*** Excerpted data Section Begins ***
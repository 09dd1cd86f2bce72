use super::*;
use crate::config::catalog::MedicationCatalog;
use crate::domain::schedule::ScheduleInterval;
use crate::domain::step::Step;
use crate::domain::types::{SlotDose, StepId, Successor, TimeOfDay};
use crate::engine::error::EngineError;
use crate::engine::protocol_graph::ProtocolGraph;
use chrono::NaiveDate;
use std::collections::BTreeMap;

// ==========================================
// 测试辅助函数
// ==========================================

fn catalog() -> MedicationCatalog {
    let mut catalog = MedicationCatalog::new();
    catalog.insert("alprazolam", &[0.25, 0.5, 1.0, 2.0]).unwrap();
    catalog.insert("diazepam", &[2.0, 5.0, 10.0]).unwrap();
    catalog
}

fn step_with(id: &str, weeks: u32, slots: Vec<(TimeOfDay, SlotDose)>) -> Step {
    Step::new(
        StepId::from(id),
        weeks,
        slots.into_iter().collect::<BTreeMap<_, _>>(),
        Successor::End,
    )
}

fn interval_for(step: &Step) -> ScheduleInterval {
    ScheduleInterval::starting(
        step.id.clone(),
        step.weeks,
        NaiveDate::from_ymd_opt(2026, 1, 1).unwrap(),
    )
}

fn single(med: &str, mg: f64) -> SlotDose {
    SlotDose::Single(med.to_string(), mg)
}

// ==========================================
// 措辞
// ==========================================

#[test]
fn test_count_words() {
    assert_eq!(count_word(0), "zero");
    assert_eq!(count_word(3), "three");
    assert_eq!(count_word(10), "ten");
    assert_eq!(count_word(12), "12");
}

#[test]
fn test_strength_rendering() {
    assert_eq!(format_strength(0.5), "0.5mg");
    assert_eq!(format_strength(0.25), "0.25mg");
    assert_eq!(format_strength(2.0), "2mg");
}

#[test]
fn test_slot_phrase_grammar() {
    assert_eq!(
        slot_phrase(1.0, 1.0, "alprazolam", TimeOfDay::Morning),
        "one tablet of 1mg alprazolam in the Morning"
    );
    assert_eq!(
        slot_phrase(2.0, 1.0, "alprazolam", TimeOfDay::Midday),
        "two tablets of 1mg alprazolam at Midday"
    );
    assert_eq!(
        slot_phrase(0.5, 10.0, "diazepam", TimeOfDay::Night),
        "half a 10mg tablet of diazepam at Night"
    );
    assert_eq!(
        slot_phrase(1.5, 0.5, "alprazolam", TimeOfDay::Afternoon),
        "one and a half tablets of 0.5mg alprazolam in the Afternoon"
    );
    assert_eq!(
        slot_phrase(2.5, 2.0, "diazepam", TimeOfDay::Night),
        "two and a half tablets of 2mg diazepam at Night"
    );
}

#[test]
fn test_join_phrases() {
    let a = "a".to_string();
    let b = "b".to_string();
    let c = "c".to_string();
    assert_eq!(join_phrases(&[a.clone()]), "a");
    assert_eq!(join_phrases(&[a.clone(), b.clone()]), "a, and b");
    assert_eq!(join_phrases(&[a, b, c]), "a, b, and c");
}

// ==========================================
// 处方行
// ==========================================

#[test]
fn test_single_strength_two_slots() {
    let step = step_with(
        "t1",
        2,
        vec![
            (TimeOfDay::Morning, single("alprazolam", 1.0)),
            (TimeOfDay::Night, single("alprazolam", 1.0)),
        ],
    );
    let lines = InstructionBuilder::new()
        .build_step(&catalog(), &step, &interval_for(&step))
        .unwrap();

    assert_eq!(lines.len(), 1);
    assert_eq!(lines[0].medication, "alprazolam");
    assert_eq!(lines[0].strength_mg, 1.0);
    assert_eq!(
        lines[0].instructions,
        "Take one tablet of 1mg alprazolam in the Morning, and one tablet of 1mg alprazolam \
         at Night for 2 weeks (from 01/01/2026 to 01/14/2026)."
    );
    assert_eq!(lines[0].quantity, 28);
}

#[test]
fn test_half_tablet_quantity_rounds_up() {
    let step = step_with("t2", 1, vec![(TimeOfDay::Night, single("alprazolam", 0.75))]);
    let lines = InstructionBuilder::new()
        .build_step(&catalog(), &step, &interval_for(&step))
        .unwrap();

    assert_eq!(lines.len(), 1);
    assert_eq!(lines[0].strength_mg, 0.5);
    assert_eq!(
        lines[0].instructions,
        "Take one and a half tablets of 0.5mg alprazolam at Night for 1 week \
         (from 01/01/2026 to 01/07/2026)."
    );
    // 1.5 × 7 = 10.5 → 11
    assert_eq!(lines[0].quantity, 11);
}

#[test]
fn test_zero_count_slots_are_excluded() {
    // 5mg 与 10mg 各只在一个时段使用
    let step = step_with(
        "t3",
        1,
        vec![
            (TimeOfDay::Morning, single("diazepam", 10.0)),
            (TimeOfDay::Night, single("diazepam", 5.0)),
        ],
    );
    let lines = InstructionBuilder::new()
        .build_step(&catalog(), &step, &interval_for(&step))
        .unwrap();

    assert_eq!(lines.len(), 2);
    assert_eq!(lines[0].strength_mg, 5.0);
    assert!(lines[0].instructions.starts_with("Take one tablet of 5mg diazepam at Night for"));
    assert!(!lines[0].instructions.contains("Morning"));
    assert_eq!(lines[0].quantity, 7);

    assert_eq!(lines[1].strength_mg, 10.0);
    assert!(lines[1]
        .instructions
        .starts_with("Take one tablet of 10mg diazepam in the Morning for"));
    assert!(!lines[1].instructions.contains("Night"));
}

#[test]
fn test_medications_in_alphabetical_order() {
    let step = step_with(
        "t4",
        1,
        vec![
            (
                TimeOfDay::Morning,
                SlotDose::Combined("diazepam".into(), 5.0, "alprazolam".into(), 0.5),
            ),
            (TimeOfDay::Night, single("diazepam", 5.0)),
        ],
    );
    let lines = InstructionBuilder::new()
        .build_step(&catalog(), &step, &interval_for(&step))
        .unwrap();

    let meds: Vec<&str> = lines.iter().map(|l| l.medication.as_str()).collect();
    assert_eq!(meds, vec!["alprazolam", "diazepam"]);
    assert_eq!(
        lines[1].instructions,
        "Take one tablet of 5mg diazepam in the Morning, and one tablet of 5mg diazepam \
         at Night for 1 week (from 01/01/2026 to 01/07/2026)."
    );
    assert_eq!(lines[1].quantity, 14);
}

#[test]
fn test_mixed_strengths_for_one_dose() {
    // 18mg → 5mg × 3 + 2mg × 1.5
    let step = step_with("t5", 1, vec![(TimeOfDay::Morning, single("diazepam", 18.0))]);
    let lines = InstructionBuilder::new()
        .build_step(&catalog(), &step, &interval_for(&step))
        .unwrap();

    assert_eq!(lines.len(), 2);
    assert_eq!(lines[0].strength_mg, 2.0);
    assert!(lines[0]
        .instructions
        .starts_with("Take one and a half tablets of 2mg diazepam in the Morning"));
    assert_eq!(lines[0].quantity, 11);
    assert_eq!(lines[1].strength_mg, 5.0);
    assert!(lines[1]
        .instructions
        .starts_with("Take three tablets of 5mg diazepam in the Morning"));
    assert_eq!(lines[1].quantity, 21);
}

#[test]
fn test_uncatalogued_medication_is_invalid_input() {
    let step = step_with("t6", 1, vec![(TimeOfDay::Night, single("oxazepam", 15.0))]);
    let err = InstructionBuilder::new()
        .build_step(&catalog(), &step, &interval_for(&step))
        .unwrap_err();
    assert!(matches!(err, EngineError::InvalidInput(_)));
}

#[test]
fn test_unrepresentable_dose_propagates() {
    let step = step_with("t7", 1, vec![(TimeOfDay::Night, single("diazepam", 0.3))]);
    let err = InstructionBuilder::new()
        .build_step(&catalog(), &step, &interval_for(&step))
        .unwrap_err();
    assert!(matches!(err, EngineError::Unrepresentable { .. }));
}

#[test]
fn test_build_all_follows_interval_order() {
    let first = Step::new(
        StepId::from("a"),
        1,
        [(TimeOfDay::Night, single("diazepam", 10.0))].into_iter().collect(),
        Successor::Next(StepId::from("b")),
    );
    let second = step_with("b", 2, vec![(TimeOfDay::Night, single("diazepam", 5.0))]);
    let graph = ProtocolGraph::build(vec![first, second], None).unwrap();

    let start = NaiveDate::from_ymd_opt(2026, 1, 1).unwrap();
    let a = ScheduleInterval::starting(StepId::from("a"), 1, start);
    let b = ScheduleInterval::starting(StepId::from("b"), 2, a.next_start());

    let lines = InstructionBuilder::new()
        .build_all(&catalog(), &graph, &[a, b])
        .unwrap();

    assert_eq!(lines.len(), 2);
    assert_eq!(lines[0].step.as_str(), "a");
    assert_eq!(lines[1].step.as_str(), "b");
    assert!(lines[1].instructions.ends_with("(from 01/08/2026 to 01/21/2026)."));
}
*** Excerpted data Section Ends ***
Problem to work on.
Locate the word "EngineError" in the data above. Copy every line carrying it.

Answer space.
use crate::engine::error::EngineError;
    assert!(matches!(err, EngineError::InvalidInput(_)));
    assert!(matches!(err, EngineError::Unrepresentable { .. }));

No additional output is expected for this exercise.